> _Exercise requirements_
Among the entries below, how many lines include "ReturnPlan"? Answer with the number only.
(Dataset extract)
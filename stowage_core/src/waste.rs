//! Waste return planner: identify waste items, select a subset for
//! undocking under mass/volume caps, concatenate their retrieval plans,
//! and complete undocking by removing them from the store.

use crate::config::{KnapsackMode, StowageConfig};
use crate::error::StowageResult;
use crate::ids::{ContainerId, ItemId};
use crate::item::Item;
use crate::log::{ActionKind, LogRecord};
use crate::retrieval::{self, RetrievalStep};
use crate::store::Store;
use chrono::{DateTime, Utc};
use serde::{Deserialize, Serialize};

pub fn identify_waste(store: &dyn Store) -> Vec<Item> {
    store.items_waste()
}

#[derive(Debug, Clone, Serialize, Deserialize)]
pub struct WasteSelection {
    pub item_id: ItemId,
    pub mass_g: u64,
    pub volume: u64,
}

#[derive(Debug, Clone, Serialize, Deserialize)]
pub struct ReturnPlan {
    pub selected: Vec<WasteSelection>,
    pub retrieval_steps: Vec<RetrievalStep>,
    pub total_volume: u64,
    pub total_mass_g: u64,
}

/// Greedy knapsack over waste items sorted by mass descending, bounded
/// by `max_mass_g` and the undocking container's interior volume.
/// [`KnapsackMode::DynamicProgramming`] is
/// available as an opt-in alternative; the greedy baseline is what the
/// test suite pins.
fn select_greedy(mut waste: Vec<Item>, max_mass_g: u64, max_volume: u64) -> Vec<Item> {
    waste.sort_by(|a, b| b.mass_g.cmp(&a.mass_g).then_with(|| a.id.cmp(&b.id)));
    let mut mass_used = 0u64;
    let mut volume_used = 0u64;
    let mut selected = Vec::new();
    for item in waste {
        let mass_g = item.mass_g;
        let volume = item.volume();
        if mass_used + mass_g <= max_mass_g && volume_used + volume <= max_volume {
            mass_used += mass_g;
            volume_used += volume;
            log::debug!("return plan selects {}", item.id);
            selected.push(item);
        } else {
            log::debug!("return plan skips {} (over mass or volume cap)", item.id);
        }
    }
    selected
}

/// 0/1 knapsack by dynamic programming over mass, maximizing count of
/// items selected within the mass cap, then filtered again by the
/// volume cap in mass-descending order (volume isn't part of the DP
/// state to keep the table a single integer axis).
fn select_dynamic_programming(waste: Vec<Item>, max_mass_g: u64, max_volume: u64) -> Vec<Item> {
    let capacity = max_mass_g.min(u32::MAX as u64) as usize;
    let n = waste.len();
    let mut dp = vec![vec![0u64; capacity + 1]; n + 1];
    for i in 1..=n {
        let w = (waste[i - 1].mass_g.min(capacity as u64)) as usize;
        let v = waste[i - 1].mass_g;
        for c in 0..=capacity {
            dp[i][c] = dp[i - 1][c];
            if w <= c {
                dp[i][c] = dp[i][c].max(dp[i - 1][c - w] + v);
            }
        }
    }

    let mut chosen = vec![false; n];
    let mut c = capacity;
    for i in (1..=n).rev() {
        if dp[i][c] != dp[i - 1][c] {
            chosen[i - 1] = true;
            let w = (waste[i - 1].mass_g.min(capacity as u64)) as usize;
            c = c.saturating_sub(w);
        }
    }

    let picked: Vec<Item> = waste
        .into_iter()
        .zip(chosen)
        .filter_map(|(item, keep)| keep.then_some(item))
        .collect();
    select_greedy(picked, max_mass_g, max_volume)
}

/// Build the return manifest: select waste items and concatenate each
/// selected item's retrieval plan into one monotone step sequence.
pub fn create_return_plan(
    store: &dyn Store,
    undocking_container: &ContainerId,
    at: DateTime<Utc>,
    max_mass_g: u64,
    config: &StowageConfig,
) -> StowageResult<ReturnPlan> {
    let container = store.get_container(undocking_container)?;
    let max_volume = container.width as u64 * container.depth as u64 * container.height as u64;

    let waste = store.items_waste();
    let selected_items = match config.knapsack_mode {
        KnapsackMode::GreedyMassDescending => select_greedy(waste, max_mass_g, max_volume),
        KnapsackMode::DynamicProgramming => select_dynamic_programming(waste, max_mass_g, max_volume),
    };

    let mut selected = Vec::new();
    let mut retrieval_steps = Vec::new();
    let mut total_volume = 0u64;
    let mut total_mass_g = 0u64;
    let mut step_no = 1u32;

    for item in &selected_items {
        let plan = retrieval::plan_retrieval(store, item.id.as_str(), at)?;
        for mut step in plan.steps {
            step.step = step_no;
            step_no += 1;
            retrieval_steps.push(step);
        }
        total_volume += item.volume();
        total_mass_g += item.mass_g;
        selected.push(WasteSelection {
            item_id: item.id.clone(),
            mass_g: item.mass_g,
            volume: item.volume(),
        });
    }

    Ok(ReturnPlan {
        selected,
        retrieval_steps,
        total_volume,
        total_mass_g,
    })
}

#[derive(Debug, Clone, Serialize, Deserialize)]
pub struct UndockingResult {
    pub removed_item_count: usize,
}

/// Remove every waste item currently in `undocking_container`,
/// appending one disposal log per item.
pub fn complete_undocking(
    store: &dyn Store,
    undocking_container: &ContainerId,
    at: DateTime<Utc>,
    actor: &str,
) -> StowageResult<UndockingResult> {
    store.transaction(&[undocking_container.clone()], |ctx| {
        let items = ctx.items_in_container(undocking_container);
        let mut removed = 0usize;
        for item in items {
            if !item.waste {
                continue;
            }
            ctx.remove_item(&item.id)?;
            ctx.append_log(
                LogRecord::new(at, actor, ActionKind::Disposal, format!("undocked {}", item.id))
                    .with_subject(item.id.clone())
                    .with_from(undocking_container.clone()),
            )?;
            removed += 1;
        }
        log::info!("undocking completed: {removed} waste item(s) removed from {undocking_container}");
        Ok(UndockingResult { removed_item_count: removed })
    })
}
(End Dataset extract)
> _Reply_
3